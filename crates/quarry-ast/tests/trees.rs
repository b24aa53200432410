//! Integration tests for expression construction, printing and serialization.

use quarry_ast::{BinOp, Builtin, Expr, FieldDef, Lambda, Param, StructDef, Ty, TyCon, TypeRegistry, Value};

// ── Helpers ────────────────────────────────────────────────────────────

fn employee_registry() -> TypeRegistry {
    let mut reg = TypeRegistry::new();
    reg.register(StructDef::new(
        "Department",
        vec![FieldDef::new("id", Ty::int()), FieldDef::new("name", Ty::string())],
    ))
    .unwrap();
    reg.register(StructDef::new(
        "Employee",
        vec![
            FieldDef::new("id", Ty::int()),
            FieldDef::new("name", Ty::string()),
            FieldDef::new("department_id", Ty::option(Ty::int())),
        ],
    ))
    .unwrap();
    reg
}

// ── Tests ──────────────────────────────────────────────────────────────

#[test]
fn test_selector_prints_like_source() {
    let reg = employee_registry();
    let d = Param::new("d", Ty::struct_ty("Department", vec![]));
    let e = Param::new("e", Ty::option(Ty::struct_ty("Employee", vec![])));
    let d_name = reg.member_access(Expr::param(&d), "name").unwrap();
    let e_name = Expr::member(Expr::param(&e), "name", Ty::string());
    let body = Expr::tuple(vec![d_name, Expr::binary(BinOp::Coalesce, e_name, Expr::str("-"))]);
    let selector = Lambda::new(vec![d, e], body);
    insta::assert_snapshot!(selector.to_string(), @r#"|d: Department, e: Option<Employee>| (d.name, (e.name ?? "-"))"#);
    assert_eq!(
        selector.ret_ty(),
        Ty::Tuple(vec![Ty::string(), Ty::string()])
    );
}

#[test]
fn test_compiled_selector_over_records() {
    let reg = employee_registry();
    let e = Param::new("e", Ty::struct_ty("Employee", vec![]));
    let dept = reg.member_access(Expr::param(&e), "department_id").unwrap();
    let body = Expr::binary(
        BinOp::Add,
        reg.member_access(Expr::param(&e), "name").unwrap(),
        Expr::call(Builtin::ToString, vec![dept]),
    );
    let f = Lambda::new(vec![e], body).compile();

    let bob = reg
        .record(
            &Ty::struct_ty("Employee", vec![]),
            vec![Value::Int(1), "Bob".into(), Value::Int(7)],
        )
        .unwrap();
    let mike = reg
        .record(
            &Ty::struct_ty("Employee", vec![]),
            vec![Value::Int(2), "Mike".into(), Value::Null],
        )
        .unwrap();
    assert_eq!(f.call(&[bob]).unwrap(), Value::from("Bob7"));
    assert_eq!(f.call(&[mike]).unwrap(), Value::from("Mike"));
}

#[test]
fn test_lambda_serializes_with_param_identity() {
    let x = Param::new("x", Ty::int());
    let lambda = Lambda::new(
        vec![x.clone()],
        Expr::binary(BinOp::Mul, Expr::param(&x), Expr::int(2)),
    );
    let json = serde_json::to_value(&lambda).unwrap();
    assert_eq!(json["params"][0]["name"], "x");
    assert_eq!(json["params"][0]["id"], x.id.0);

    let back: Lambda = serde_json::from_value(json).unwrap();
    assert_eq!(back, lambda);
    assert_eq!(back.compile().call(&[Value::Int(21)]).unwrap(), Value::Int(42));
}

#[test]
fn test_generic_parameter_names_do_not_leak() {
    let mut reg = TypeRegistry::new();
    reg.register(StructDef::generic(
        "Boxed",
        vec!["T".into()],
        vec![FieldDef::new("items", Ty::list(Ty::Con(TyCon::new("T"))))],
    ))
    .unwrap();
    let fields = reg
        .members(&Ty::struct_ty("Boxed", vec![Ty::bool()]))
        .unwrap();
    assert_eq!(fields[0].ty.to_string(), "List<Bool>");
}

________________________________________

From the listing above, copy all lines holding the word "TypeRegistry".

• **Answer area**
use quarry_ast::{BinOp, Builtin, Expr, FieldDef, Lambda, Param, StructDef, Ty, TyCon, TypeRegistry, Value};
fn employee_registry() -> TypeRegistry {
    let mut reg = TypeRegistry::new();
    let mut reg = TypeRegistry::new();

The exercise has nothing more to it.